Saturday, April 6, 2019

Possible Itineraries: Routes, Variations, and Long Days vs Short Days from Lisbon to Santiago


While both of our previous Caminos – and most long distance hikes – allow for different routes to be taken or provide for side trips, no previous trek that we have undertaken has seemed quite so varied in its structure. 



Camino Frances – generally followed the main route from east to west.   Admittedly you could, in Leon strike north to Oviedo and return along the Primitivo, or continue along the main route.  Just as later you have the opportunity to detour to the monastery in Samos, the main of the pathway essentially exists as a singular trail running from France to the Atlantic coast.  

Similarly on the Via Podiensis / GR65 while there were possibilities to detour off the route such as visiting the beautiful Bonnaval Abbey or venture to either Rocammadeaur  or trek through the amazing Cele Valley, for the most it is a single pathway from east to west towards the Spanish border.  


The Camino Portuguese, by contrast, offers pilgrims,  so many options, so many variations, so many routes that it is entirely possible to re-trek this Camino several times without repeating large sections.  Which is wonderful if you have already completed all of or even a section of the Camino Portuguese, but which is frustrating when you know so very little about a country or the routes under consideration.  It is also challenging when you are like me and dislike making choices.  


Costal Route / Caminho da Costa or the Caminho Central 
 
For simplicity's sake the main routes along the Portuguese route are the Caminho da Costa, Caminho Central, and Variante Espiritual.  


The Caminho Central, the route we followed in 2019 goes from Lisbon to Porto (approx. 380 km) and then from Porto to Valenca/Tui (approx 137 km) and then on from Valenca to Santiago de Compostela (approx 122 km).   In total the distance of the Caminho Central is estimated to be around 640 km, and is therefore about 130 km shorter than the Camino Frances which according to John Brierley is 778 km in length.  From Lisbon it is estimated to require 27-30 days, plus any rest days which you might take.  In our case we took extra time in Lisbon, Tomar, Porto and Santiago.   Given the opportunity we would have opted to spend more time in Coimbra and Valenca/Tui.  

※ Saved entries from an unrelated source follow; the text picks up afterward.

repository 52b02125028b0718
mod helpers;
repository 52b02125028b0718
use super::{MetadataSignal, OnDelete, Subscription};
use crate::{
    bind_target::BindTargetDeclaration,
    cache::CacheKey,
    error::MetaBindError,
    manager::{ManagerShared, MetadataManager},
};
use parking_lot::Mutex;
use serde_json::Value;
use std::{
    fmt,
    sync::{
        atomic::{AtomicBool, Ordering},
        Weak,
    },
};
use uuid::Uuid;

/// Binds one target to a caller-owned signal.
pub struct DirectSubscription {
    uuid: Uuid,
    bind_target: BindTargetDeclaration,
    cache_key: CacheKey,
    signal: MetadataSignal,
    deleted: AtomicBool,
    on_delete: Mutex<Option<OnDelete>>,
    manager: Weak<ManagerShared>,
}

impl fmt::Debug for DirectSubscription {
    fn fmt(&self, f: &mut fmt::Formatter<'_>) -> fmt::Result {
        f.debug_struct("DirectSubscription")
            .field("uuid", &self.uuid)
            .field("bind_target", &self.bind_target)
            .field("deleted", &self.is_deleted())
            .finish()
    }
}

impl DirectSubscription {
    pub(crate) fn new(
        uuid: Uuid,
        bind_target: BindTargetDeclaration,
        cache_key: CacheKey,
        signal: MetadataSignal,
        on_delete: Option<OnDelete>,
        manager: Weak<ManagerShared>,
    ) -> Self {
        DirectSubscription {
            uuid,
            bind_target,
            cache_key,
            signal,
            deleted: AtomicBool::new(false),
            on_delete: Mutex::new(on_delete),
            manager,
        }
    }

    pub fn signal(&self) -> &MetadataSignal {
        &self.signal
    }

    pub fn target(&self) -> &BindTargetDeclaration {
        &self.bind_target
    }

    pub fn cache_key(&self) -> &CacheKey {
        &self.cache_key
    }

    /// Write a value produced by this subscription's consumer. Every other affected
    /// subscription is notified; this one is not, since its consumer produced the value.
    ///
    /// The signal is only set once the write succeeded, to whatever the cache holds by
    /// then, which includes writes made by listeners during the fan-out.
    pub fn update(&self, value: Value) -> Result<(), MetaBindError> {
        let manager = self.manager()?;
        manager.update_metadata_excluding(&self.bind_target, value, &[self.uuid])?;
        self.signal.set(manager.get_metadata(&self.bind_target)?);
        Ok(())
    }

    fn manager(&self) -> Result<MetadataManager, MetaBindError> {
        self.manager
            .upgrade()
            .map(MetadataManager::from_shared)
            .ok_or_else(|| MetaBindError::NotFound("metadata manager was dropped".to_string()))
    }

    fn detach(&self) {
        if let Some(shared) = self.manager.upgrade() {
            MetadataManager::from_shared(shared).remove_subscription(&self.cache_key, self.uuid);
        }
    }
}

impl Subscription for DirectSubscription {
    fn uuid(&self) -> Uuid {
        self.uuid
    }

    fn is_deleted(&self) -> bool {
        self.deleted.load(Ordering::Acquire)
    }

    fn bind_target(&self) -> Option<&BindTargetDeclaration> {
        Some(&self.bind_target)
    }

    fn dependencies(&self) -> Vec<BindTargetDeclaration> {
        vec![self.bind_target.clone()]
    }

    /// Listeners only run when the value actually changed.
    fn notify(&self, value: Option<Value>) {
        if self.is_deleted() {
            return;
        }
        if self.signal.set_if_changed(value) {
            self.signal.notify_listeners();
        }
    }

    fn unsubscribe(&self) {
        if self.deleted.swap(true, Ordering::AcqRel) {
            return;
        }
        self.detach();
    }

    fn delete(&self) {
        if self.deleted.swap(true, Ordering::AcqRel) {
            return;
        }
        self.detach();
        let on_delete = self.on_delete.lock().take();
        if let Some(on_delete) = on_delete {
            on_delete();
        }
    }
}
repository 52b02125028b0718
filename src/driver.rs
//! Periodic cycle scheduling for hosts that do not bring their own timer.

use crate::manager::MetadataManager;
use std::time::Duration;
use tokio::{
    task::JoinHandle,
    time::{interval, MissedTickBehavior},
};

/// Runs [MetadataManager::cycle] on a tokio interval until stopped or dropped.
///
/// The period is the manager's clamped `sync_interval_ms`. Must be spawned from within a
/// tokio runtime.
#[derive(Debug)]
pub struct CycleDriver {
    period: Duration,
    handle: Option<JoinHandle<()>>,
}

impl CycleDriver {
    pub fn spawn(manager: MetadataManager) -> CycleDriver {
        let period = manager.config().effective_sync_interval();
        let handle = tokio::spawn(async move {
            let mut ticker = interval(period);
            // A slow flush pushes the schedule back instead of bursting to catch up.
            ticker.set_missed_tick_behavior(MissedTickBehavior::Delay);
            // The first tick completes immediately.
            ticker.tick().await;
            loop {
                ticker.tick().await;
                let report = manager.cycle().await;
                if report.failed > 0 {
                    tracing::warn!("[CycleDriver] {} flush(es) failed", report.failed);
                } else {
                    tracing::trace!("[CycleDriver] {report:?}");
                }
            }
        });
        tracing::debug!("[CycleDriver] Started with period {period:?}");
        CycleDriver {
            period,
            handle: Some(handle),
        }
    }

    pub fn period(&self) -> Duration {
        self.period
    }

    pub fn is_running(&self) -> bool {
        self.handle
            .as_ref()
            .map(|handle| !handle.is_finished())
            .unwrap_or(false)
    }

    pub fn stop(&mut self) {
        if let Some(handle) = self.handle.take() {
            handle.abort();
            tracing::debug!("[CycleDriver] Stopped");
        }
    }
}

impl Drop for CycleDriver {
    fn drop(&mut self) {
        self.stop();
    }
}
//! Cached state of one storage location.

use crate::subscription::DirectSubscription;
use serde::{Deserialize, Serialize};
use serde_json::Value;
use std::{
    fmt::{Display, Formatter},
    sync::Arc,
};

/// Identifies a cache item: the storage type plus the key its source resolved the
/// storage path to.
#[derive(Debug, Clone, PartialEq, Eq, Hash, PartialOrd, Ord, Serialize, Deserialize)]
pub struct CacheKey {
    pub storage_type: String,
    pub storage_path: String,
}

impl Display for CacheKey {
    fn fmt(&self, f: &mut Formatter) -> std::fmt::Result {
        write!(f, "{}#{}", self.storage_type, self.storage_path)
    }
}

/// One storage location's property tree plus bookkeeping.
///
/// Only the [crate::manager::MetadataManager] mutates cache items once they are handed
/// over by [crate::source::MetadataSource::default_cache_item].
#[derive(Debug)]
pub struct CacheItem {
    pub(crate) data: Value,
    pub(crate) subscriptions: Vec<Arc<DirectSubscription>>,
    /// True iff a local mutation happened since the last successful write-back.
    pub(crate) dirty: bool,
    /// Bumped on every local mutation. A flush only clears `dirty` if the generation it
    /// wrote is still current.
    pub(crate) generation: u64,
    /// Remaining cycles during which external updates are deferred.
    pub(crate) external_write_lock: u32,
    /// An external update was deferred by the write lock and has not been reconciled.
    pub(crate) deferred_external: bool,
    pub(crate) cycles_without_listeners: u32,
}

impl CacheItem {
    pub fn new(data: Value) -> Self {
        CacheItem {
            data,
            subscriptions: Vec::new(),
            dirty: false,
            generation: 0,
            external_write_lock: 0,
            deferred_external: false,
            cycles_without_listeners: 0,
        }
    }

    pub fn data(&self) -> &Value {
        &self.data
    }

    pub fn status(&self) -> CacheItemStatus {
        CacheItemStatus {
            dirty: self.dirty,
            external_write_lock: self.external_write_lock,
            deferred_external: self.deferred_external,
            cycles_without_listeners: self.cycles_without_listeners,
            subscriptions: self.subscriptions.len(),
        }
    }
}

/// A read-only snapshot of a cache item's bookkeeping.
#[derive(Debug, Clone, Copy, PartialEq, Eq, Serialize, Deserialize)]
pub struct CacheItemStatus {
    pub dirty: bool,
    pub external_write_lock: u32,
    pub deferred_external: bool,
    pub cycles_without_listeners: u32,
    pub subscriptions: usize,
}
//! Shared test utilities for integration tests.
//!
//! Import from integration test files as:
//! ```ignore
//! mod common;
//! ```

use metabind_core::{
    bind_target::BindTargetDeclaration,
    config::ManagerConfig,
    manager::MetadataManager,
    prop_path::PropPath,
    source::{frontmatter::FRONTMATTER_STORAGE_TYPE, FrontmatterSource, GlobalSource, MemorySource, MetadataSource},
};
use std::{path::Path, sync::Arc};
use tempfile::TempDir;

/// Initialize tracing for tests, respecting RUST_LOG env var.
///
/// Safe to call multiple times; subsequent calls are no-ops.
#[allow(dead_code)]
pub fn init_logging() {
    tracing_subscriber::fmt()
        .with_env_filter(tracing_subscriber::EnvFilter::from_default_env())
        .with_test_writer()
        .try_init()
        .ok();
}

/// Create a small vault with two task notes.
#[allow(dead_code)]
pub fn create_test_vault(temp_dir: &TempDir) {
    let task = r#"---
status: todo
priority: 2
---

# Write the report

Due Friday.
"#;
    std::fs::write(temp_dir.path().join("task.md"), task).unwrap();

    std::fs::create_dir(temp_dir.path().join("projects")).unwrap();
    let project = r#"---
tasks:
  - name: draft
    done: false
  - name: review
    done: false
---
# Project
"#;
    std::fs::write(temp_dir.path().join("projects/alpha.md"), project).unwrap();
}

/// A manager wired to a frontmatter source rooted at `root`, plus the in-memory sources.
#[allow(dead_code)]
pub fn vault_manager(root: &Path, config: ManagerConfig) -> (MetadataManager, Arc<FrontmatterSource>) {
    init_logging();
    let frontmatter = Arc::new(FrontmatterSource::new(root));
    let manager = MetadataManager::with_sources(
        config,
        [
            frontmatter.clone() as Arc<dyn MetadataSource>,
            Arc::new(MemorySource::default()) as Arc<dyn MetadataSource>,
            Arc::new(GlobalSource::default()) as Arc<dyn MetadataSource>,
        ],
    )
    .unwrap();
    (manager, frontmatter)
}

#[allow(dead_code)]
pub fn frontmatter_target(storage_path: &str, prop: &str) -> BindTargetDeclaration {
    BindTargetDeclaration::new(
        FRONTMATTER_STORAGE_TYPE,
        Some(storage_path),
        prop.parse::<PropPath>().unwrap(),
    )
}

Our assessment of the Caminho Portuguese based on online research, guide books, and statistics from the Cathedral in Santiago suggest that most Pilgrims on this route start in Lisbon, or Porto, or Valenca/Tui - with most trekking from Porto to Santiago.  While we will be talking in another entry on the differences between the sections between Lisbon to Porto and Porto to Santiago, there is little doubt that after Porto there are more amenities for pilgrims as well as a similar feel to the Camino Frances.  

Obviously we did not trek our Camino Portuguese along these alternative routes which generally follow along the Portuguese coastline with the Atlantic Ocean.  From those we talked with the Coastal (from Porto to Valenca, approx. 138 km) and Variante Espiritual (from Pontevedra to Padron, approx. 83 km) are beautiful and quiet, and while there are purportedly less facilities they are well marked.  Other hikers and pilgrims also stated that along the Coastal route you trek on boardwalks rather than cobblestone streets (considered by many to be a huge benefit), in addition several commented that the weather in April in May was generally beautiful but that from time to time cool winds and some rain made having a good windbreaker or rain jacket essential.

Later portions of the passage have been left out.